WHAT YOU HAVE TO DO:
Look through the entries below and count every line in which "used" appears; reply with the number only.

INFORMATION GIVEN:
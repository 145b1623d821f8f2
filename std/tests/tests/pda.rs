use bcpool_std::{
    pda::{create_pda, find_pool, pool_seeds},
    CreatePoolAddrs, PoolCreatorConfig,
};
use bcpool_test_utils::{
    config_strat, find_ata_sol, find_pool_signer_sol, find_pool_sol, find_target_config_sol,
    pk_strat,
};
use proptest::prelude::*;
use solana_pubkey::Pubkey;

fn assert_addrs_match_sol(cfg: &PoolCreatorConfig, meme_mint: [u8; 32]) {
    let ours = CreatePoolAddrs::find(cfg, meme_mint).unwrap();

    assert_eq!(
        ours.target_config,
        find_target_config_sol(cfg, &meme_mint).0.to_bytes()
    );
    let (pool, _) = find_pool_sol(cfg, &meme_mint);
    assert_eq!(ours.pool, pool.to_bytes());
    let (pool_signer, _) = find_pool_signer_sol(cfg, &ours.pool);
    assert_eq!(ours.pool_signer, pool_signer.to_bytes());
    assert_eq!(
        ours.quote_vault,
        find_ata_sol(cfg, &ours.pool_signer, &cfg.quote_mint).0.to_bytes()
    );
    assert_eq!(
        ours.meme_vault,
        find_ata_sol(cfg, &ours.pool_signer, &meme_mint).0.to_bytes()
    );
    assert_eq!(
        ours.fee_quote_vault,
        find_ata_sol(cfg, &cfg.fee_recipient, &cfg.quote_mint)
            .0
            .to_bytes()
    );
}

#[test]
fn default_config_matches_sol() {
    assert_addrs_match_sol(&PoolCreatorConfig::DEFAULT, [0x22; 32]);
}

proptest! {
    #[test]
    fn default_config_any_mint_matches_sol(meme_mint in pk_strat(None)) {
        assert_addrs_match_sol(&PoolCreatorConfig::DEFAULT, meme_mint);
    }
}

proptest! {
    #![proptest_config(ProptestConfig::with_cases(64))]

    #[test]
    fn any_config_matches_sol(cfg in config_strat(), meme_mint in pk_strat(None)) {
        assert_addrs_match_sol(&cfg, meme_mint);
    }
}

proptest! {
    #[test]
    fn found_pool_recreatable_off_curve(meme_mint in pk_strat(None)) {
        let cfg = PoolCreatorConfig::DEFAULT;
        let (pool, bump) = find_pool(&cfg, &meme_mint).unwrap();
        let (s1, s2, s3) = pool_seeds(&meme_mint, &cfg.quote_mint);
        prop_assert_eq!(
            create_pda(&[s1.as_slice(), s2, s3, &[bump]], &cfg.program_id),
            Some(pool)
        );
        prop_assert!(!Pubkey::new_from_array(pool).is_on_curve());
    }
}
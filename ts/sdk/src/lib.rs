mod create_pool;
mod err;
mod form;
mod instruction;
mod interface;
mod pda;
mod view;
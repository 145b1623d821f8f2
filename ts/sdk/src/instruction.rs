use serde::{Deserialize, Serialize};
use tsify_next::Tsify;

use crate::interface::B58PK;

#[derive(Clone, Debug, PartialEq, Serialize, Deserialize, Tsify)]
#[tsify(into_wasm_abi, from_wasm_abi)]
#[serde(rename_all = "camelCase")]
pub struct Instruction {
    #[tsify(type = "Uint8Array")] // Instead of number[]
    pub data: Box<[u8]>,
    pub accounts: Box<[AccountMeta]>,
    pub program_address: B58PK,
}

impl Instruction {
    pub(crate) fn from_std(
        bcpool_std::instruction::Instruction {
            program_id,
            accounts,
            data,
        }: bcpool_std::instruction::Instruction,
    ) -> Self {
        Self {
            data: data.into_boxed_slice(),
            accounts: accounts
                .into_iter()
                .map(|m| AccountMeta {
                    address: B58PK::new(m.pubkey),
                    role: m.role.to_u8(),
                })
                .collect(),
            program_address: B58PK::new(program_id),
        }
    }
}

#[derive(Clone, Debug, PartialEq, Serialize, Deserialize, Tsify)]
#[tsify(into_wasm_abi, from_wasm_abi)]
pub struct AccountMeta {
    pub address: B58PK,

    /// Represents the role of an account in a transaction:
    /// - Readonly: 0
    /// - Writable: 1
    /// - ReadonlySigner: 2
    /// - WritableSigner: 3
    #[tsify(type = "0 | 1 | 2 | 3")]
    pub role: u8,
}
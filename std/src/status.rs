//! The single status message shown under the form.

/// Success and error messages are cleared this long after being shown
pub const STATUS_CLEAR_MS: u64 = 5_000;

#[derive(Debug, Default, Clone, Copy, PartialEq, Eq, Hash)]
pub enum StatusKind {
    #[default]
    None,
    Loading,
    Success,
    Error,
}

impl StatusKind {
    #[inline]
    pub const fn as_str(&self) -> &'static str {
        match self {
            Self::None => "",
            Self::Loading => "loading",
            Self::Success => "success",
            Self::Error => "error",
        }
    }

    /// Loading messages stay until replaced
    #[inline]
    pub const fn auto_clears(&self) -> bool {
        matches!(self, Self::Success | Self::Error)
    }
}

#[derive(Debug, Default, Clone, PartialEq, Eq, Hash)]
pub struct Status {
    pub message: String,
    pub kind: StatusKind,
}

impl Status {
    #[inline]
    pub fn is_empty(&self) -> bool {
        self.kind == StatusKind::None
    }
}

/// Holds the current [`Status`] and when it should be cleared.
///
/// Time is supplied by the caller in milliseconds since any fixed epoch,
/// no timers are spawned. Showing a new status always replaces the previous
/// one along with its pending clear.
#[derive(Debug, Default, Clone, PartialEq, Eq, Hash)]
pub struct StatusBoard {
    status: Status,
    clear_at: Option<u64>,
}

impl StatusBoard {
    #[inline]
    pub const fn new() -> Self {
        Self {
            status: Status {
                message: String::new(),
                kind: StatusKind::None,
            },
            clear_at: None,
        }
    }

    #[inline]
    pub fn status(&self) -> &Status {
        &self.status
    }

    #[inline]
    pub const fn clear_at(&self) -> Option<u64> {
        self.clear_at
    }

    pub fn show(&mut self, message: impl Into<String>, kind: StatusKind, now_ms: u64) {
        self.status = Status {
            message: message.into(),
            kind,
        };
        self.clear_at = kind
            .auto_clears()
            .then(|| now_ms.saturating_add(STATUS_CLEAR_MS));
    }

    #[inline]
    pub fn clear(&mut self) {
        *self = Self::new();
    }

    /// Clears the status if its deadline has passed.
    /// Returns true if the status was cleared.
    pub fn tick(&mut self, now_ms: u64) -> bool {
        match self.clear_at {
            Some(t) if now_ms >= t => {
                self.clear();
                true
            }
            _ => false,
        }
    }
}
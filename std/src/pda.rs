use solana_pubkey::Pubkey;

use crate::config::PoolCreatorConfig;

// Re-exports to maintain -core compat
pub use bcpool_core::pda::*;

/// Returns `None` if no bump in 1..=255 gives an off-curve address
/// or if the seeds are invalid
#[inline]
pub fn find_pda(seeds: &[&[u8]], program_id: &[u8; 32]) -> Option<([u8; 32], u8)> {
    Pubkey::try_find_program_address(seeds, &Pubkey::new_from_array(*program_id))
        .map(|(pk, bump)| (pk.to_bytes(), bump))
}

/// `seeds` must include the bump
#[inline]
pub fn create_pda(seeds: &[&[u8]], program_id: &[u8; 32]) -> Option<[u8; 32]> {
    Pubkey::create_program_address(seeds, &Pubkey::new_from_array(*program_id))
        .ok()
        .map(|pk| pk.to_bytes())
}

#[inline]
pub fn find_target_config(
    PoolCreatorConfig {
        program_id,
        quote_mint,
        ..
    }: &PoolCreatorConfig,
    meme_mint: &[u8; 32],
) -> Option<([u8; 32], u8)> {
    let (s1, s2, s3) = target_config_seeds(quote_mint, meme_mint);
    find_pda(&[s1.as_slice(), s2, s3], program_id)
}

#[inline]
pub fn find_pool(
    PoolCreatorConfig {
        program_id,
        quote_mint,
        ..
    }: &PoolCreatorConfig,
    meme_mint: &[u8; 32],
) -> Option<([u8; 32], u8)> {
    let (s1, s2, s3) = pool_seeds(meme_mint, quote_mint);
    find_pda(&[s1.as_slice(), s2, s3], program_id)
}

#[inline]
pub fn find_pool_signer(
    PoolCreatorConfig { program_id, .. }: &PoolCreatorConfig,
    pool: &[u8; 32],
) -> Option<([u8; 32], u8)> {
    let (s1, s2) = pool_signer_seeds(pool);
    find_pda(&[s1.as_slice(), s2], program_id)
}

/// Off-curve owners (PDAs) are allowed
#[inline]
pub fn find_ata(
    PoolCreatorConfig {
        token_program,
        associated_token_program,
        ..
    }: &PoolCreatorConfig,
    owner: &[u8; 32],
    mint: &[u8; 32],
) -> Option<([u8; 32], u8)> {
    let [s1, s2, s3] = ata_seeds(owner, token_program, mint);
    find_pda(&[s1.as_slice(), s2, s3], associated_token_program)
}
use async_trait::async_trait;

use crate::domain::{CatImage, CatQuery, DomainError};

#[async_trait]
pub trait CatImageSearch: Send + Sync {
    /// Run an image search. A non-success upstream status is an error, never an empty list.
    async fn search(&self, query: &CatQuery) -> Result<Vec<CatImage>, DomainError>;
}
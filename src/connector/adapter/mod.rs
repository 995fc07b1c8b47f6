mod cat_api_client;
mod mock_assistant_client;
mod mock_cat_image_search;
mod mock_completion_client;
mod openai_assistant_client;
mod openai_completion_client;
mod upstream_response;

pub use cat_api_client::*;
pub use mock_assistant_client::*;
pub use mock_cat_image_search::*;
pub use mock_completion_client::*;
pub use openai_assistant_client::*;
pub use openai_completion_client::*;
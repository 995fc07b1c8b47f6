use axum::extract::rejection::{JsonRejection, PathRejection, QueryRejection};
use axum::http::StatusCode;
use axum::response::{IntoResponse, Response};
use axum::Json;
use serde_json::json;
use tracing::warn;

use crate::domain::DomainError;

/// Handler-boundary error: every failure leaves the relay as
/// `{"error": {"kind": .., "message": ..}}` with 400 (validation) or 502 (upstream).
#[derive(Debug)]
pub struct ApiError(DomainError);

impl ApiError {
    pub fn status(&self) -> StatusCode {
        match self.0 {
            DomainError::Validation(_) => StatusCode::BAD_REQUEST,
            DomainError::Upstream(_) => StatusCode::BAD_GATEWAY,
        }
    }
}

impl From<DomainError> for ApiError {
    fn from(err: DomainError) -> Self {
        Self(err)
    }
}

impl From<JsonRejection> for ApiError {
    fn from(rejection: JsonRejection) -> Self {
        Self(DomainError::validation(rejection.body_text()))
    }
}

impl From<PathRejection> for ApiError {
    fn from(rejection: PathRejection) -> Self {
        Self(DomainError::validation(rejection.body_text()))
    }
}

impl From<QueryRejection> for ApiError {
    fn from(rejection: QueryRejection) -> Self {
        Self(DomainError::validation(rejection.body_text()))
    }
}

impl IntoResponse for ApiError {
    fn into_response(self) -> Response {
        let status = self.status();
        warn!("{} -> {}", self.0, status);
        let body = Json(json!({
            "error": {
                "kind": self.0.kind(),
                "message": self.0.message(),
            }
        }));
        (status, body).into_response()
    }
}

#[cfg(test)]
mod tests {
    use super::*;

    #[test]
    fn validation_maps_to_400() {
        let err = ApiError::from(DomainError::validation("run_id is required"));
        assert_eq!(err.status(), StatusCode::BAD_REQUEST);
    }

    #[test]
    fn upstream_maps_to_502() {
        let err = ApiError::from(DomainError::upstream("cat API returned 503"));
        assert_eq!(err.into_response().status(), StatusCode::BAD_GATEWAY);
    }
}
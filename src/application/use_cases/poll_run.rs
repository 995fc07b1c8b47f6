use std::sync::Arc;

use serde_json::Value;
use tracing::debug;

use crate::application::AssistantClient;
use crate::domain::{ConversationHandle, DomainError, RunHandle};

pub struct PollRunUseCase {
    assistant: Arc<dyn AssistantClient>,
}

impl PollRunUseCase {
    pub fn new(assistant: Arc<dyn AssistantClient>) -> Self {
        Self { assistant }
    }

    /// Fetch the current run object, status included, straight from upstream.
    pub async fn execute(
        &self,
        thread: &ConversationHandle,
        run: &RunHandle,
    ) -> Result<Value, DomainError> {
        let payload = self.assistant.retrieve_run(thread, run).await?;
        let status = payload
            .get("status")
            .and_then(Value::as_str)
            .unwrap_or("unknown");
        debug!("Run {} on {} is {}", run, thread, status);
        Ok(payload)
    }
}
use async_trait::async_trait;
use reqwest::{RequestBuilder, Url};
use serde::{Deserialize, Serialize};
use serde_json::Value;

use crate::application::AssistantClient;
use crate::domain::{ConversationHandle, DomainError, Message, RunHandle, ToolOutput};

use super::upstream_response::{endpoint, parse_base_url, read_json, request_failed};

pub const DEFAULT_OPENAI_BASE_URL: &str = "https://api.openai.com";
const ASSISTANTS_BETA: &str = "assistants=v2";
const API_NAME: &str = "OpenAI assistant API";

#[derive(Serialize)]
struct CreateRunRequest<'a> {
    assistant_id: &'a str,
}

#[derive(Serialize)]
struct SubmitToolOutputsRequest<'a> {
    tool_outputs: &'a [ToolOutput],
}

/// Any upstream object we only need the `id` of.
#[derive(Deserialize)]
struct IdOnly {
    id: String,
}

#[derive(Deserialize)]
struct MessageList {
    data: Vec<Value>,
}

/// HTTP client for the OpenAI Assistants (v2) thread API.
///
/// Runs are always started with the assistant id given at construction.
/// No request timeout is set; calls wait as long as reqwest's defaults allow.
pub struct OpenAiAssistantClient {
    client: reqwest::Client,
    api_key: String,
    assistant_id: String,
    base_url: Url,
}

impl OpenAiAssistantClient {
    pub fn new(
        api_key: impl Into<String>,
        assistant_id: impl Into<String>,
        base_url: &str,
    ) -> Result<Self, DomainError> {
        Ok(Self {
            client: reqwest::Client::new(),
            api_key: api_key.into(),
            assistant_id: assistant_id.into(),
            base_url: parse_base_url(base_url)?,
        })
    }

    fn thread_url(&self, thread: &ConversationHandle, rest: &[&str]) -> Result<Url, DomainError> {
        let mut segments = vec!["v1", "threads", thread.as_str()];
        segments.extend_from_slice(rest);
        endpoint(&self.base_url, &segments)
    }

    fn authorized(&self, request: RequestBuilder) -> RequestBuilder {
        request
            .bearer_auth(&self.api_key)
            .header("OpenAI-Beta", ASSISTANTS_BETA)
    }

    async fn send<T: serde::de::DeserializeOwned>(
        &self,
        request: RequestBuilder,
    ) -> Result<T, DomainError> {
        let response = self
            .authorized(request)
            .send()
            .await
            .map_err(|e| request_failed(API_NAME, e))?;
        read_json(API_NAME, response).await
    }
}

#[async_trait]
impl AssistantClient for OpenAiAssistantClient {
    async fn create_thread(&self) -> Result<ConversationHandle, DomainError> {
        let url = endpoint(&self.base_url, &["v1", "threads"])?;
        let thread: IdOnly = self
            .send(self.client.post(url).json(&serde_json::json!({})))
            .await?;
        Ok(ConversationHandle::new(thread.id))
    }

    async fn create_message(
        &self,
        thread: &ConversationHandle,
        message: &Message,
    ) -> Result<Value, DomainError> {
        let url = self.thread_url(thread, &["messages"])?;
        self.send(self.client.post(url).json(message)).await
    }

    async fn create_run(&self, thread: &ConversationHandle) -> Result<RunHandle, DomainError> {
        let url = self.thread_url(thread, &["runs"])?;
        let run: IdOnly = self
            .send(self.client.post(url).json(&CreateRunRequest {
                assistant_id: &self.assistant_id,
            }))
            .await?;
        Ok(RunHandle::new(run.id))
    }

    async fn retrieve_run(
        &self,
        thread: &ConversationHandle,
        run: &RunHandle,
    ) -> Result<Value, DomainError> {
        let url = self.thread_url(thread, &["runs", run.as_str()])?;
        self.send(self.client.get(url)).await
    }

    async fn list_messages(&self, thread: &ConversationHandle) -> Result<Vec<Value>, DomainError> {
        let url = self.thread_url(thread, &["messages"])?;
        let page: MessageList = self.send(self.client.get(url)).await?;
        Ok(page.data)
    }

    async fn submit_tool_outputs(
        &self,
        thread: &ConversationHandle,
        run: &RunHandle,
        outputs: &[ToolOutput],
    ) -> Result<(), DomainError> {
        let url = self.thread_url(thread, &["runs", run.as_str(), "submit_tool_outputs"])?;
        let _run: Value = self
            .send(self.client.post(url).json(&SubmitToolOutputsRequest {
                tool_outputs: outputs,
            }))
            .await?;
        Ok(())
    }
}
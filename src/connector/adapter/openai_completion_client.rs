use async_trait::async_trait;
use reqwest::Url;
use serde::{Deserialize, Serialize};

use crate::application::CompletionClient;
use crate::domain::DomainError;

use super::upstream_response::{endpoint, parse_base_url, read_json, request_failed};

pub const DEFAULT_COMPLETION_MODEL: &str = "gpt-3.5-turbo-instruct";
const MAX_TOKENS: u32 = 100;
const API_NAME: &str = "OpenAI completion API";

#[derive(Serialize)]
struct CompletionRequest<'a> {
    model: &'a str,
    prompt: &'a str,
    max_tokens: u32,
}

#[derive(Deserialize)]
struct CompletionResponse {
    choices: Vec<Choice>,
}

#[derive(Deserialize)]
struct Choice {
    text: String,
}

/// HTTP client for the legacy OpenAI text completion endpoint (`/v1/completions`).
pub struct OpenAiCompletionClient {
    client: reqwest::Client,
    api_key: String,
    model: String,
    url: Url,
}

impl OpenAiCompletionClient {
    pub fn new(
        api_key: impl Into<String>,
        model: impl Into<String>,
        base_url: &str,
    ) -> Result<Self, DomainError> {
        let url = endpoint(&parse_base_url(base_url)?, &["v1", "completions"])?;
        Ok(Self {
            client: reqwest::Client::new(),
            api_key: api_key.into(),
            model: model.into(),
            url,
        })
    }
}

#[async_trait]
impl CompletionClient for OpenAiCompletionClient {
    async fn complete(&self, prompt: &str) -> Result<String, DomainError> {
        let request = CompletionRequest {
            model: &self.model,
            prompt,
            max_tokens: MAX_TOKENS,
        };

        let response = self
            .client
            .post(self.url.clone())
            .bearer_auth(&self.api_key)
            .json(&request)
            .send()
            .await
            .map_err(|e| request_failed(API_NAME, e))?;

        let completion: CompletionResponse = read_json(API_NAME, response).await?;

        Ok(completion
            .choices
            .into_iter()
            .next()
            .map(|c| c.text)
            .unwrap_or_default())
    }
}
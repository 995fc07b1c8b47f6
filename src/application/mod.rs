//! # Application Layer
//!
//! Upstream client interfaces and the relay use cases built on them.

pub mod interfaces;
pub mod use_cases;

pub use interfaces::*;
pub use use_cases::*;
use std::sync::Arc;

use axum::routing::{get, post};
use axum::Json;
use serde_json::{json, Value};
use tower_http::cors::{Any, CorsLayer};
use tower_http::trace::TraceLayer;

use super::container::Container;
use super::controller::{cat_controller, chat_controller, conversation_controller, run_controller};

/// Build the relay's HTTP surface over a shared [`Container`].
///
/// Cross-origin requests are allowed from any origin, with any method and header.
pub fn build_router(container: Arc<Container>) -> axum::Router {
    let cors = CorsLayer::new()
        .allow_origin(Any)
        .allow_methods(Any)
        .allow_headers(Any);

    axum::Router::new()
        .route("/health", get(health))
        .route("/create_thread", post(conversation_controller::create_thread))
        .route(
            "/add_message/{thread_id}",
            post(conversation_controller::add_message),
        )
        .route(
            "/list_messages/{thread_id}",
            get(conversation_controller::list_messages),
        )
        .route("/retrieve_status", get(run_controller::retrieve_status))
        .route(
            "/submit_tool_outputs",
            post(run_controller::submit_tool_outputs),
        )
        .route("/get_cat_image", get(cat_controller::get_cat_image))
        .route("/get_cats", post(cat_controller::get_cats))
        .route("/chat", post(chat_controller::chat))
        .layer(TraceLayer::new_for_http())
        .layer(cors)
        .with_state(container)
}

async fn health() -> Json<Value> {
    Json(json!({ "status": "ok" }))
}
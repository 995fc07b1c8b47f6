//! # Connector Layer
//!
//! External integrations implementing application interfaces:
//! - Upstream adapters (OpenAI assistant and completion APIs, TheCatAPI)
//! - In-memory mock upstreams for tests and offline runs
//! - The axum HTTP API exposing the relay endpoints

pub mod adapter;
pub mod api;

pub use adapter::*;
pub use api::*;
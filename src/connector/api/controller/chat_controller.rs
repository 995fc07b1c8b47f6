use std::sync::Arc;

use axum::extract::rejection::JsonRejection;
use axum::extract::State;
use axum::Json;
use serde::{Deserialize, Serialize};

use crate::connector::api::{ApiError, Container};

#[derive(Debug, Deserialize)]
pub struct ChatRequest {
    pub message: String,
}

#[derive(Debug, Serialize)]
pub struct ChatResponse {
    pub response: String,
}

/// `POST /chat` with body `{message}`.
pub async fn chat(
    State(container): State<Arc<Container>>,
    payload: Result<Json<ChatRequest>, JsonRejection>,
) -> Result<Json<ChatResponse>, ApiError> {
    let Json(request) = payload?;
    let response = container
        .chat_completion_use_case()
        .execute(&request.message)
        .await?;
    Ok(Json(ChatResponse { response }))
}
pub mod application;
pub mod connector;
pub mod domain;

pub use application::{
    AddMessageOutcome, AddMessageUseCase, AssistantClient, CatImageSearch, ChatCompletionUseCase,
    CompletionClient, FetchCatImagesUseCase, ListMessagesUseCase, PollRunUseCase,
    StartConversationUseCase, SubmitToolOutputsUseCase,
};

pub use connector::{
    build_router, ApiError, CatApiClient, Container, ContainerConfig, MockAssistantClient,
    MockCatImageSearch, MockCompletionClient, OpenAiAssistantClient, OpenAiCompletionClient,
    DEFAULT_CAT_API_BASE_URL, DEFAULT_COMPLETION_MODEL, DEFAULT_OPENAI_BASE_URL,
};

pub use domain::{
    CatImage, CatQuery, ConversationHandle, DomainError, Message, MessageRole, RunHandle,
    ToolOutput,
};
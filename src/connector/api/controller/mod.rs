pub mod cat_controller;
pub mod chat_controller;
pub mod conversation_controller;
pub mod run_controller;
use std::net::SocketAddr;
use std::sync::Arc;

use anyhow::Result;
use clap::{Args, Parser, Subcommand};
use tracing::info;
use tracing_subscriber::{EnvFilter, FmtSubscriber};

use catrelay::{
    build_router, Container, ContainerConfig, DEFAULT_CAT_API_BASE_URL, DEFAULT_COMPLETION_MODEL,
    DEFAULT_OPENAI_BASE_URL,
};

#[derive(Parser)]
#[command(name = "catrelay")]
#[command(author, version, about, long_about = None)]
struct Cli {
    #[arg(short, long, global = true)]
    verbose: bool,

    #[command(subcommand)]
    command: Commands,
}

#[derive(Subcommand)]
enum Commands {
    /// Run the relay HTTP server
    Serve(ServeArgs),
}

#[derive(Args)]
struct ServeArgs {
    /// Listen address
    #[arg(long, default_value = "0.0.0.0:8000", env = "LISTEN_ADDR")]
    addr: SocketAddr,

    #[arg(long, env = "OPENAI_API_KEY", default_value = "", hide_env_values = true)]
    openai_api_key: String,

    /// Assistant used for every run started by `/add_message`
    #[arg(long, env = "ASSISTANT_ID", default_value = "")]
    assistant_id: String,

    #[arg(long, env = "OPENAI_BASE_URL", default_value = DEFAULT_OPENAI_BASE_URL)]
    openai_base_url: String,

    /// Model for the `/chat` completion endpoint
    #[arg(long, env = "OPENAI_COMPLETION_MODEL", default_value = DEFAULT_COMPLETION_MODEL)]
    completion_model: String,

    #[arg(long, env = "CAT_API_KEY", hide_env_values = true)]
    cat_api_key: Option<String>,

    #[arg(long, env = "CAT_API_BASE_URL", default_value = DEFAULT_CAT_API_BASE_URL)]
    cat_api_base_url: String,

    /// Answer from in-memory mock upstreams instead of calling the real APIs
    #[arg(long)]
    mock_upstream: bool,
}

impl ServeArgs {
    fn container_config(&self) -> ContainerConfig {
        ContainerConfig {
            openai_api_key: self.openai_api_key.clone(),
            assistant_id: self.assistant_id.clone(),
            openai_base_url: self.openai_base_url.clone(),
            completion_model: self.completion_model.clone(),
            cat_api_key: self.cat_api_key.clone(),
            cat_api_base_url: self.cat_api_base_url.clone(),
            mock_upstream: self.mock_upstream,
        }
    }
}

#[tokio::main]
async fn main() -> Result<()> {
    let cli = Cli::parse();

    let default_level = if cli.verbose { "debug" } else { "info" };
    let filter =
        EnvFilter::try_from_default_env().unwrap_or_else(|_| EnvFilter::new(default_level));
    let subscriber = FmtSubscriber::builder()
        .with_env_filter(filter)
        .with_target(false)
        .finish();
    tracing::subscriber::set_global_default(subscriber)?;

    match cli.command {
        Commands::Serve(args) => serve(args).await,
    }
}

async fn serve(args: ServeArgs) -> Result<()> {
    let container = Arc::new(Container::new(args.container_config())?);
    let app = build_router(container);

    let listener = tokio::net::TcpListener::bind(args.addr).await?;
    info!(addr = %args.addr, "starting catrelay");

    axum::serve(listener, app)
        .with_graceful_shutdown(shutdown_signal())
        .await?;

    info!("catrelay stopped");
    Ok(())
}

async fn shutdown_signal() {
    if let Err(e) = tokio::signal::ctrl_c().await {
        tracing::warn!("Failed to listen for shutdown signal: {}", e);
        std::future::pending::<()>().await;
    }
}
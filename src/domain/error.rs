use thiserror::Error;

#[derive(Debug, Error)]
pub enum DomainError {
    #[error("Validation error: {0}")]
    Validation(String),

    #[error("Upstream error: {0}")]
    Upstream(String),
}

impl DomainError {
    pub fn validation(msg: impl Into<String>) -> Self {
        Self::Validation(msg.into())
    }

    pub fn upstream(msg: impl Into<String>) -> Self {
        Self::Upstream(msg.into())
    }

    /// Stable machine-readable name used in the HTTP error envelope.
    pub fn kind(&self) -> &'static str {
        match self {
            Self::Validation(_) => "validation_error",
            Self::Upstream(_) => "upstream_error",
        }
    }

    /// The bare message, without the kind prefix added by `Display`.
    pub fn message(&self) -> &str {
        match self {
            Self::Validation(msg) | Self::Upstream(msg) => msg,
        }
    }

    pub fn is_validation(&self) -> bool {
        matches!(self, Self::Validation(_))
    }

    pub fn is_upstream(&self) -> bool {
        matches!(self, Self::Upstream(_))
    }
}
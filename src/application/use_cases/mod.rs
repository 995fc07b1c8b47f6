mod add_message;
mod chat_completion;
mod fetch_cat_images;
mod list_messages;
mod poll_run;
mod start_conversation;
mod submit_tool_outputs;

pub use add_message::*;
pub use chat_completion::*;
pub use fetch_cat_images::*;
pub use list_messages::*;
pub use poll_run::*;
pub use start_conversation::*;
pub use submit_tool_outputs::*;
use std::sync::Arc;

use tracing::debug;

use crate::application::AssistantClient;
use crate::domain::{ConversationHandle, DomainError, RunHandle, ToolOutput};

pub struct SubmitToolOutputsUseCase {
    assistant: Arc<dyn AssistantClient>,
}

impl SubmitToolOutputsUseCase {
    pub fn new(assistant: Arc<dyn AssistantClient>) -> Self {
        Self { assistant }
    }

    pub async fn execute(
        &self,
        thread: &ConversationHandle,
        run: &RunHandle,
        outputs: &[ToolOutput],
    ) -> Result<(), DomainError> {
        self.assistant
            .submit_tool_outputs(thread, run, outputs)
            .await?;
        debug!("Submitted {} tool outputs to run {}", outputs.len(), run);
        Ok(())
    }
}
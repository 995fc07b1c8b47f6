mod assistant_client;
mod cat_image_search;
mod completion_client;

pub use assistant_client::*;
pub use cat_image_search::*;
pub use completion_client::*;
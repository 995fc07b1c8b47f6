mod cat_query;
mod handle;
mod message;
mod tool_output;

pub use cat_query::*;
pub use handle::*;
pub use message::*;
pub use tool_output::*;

EXERCISE SOLUTION:
2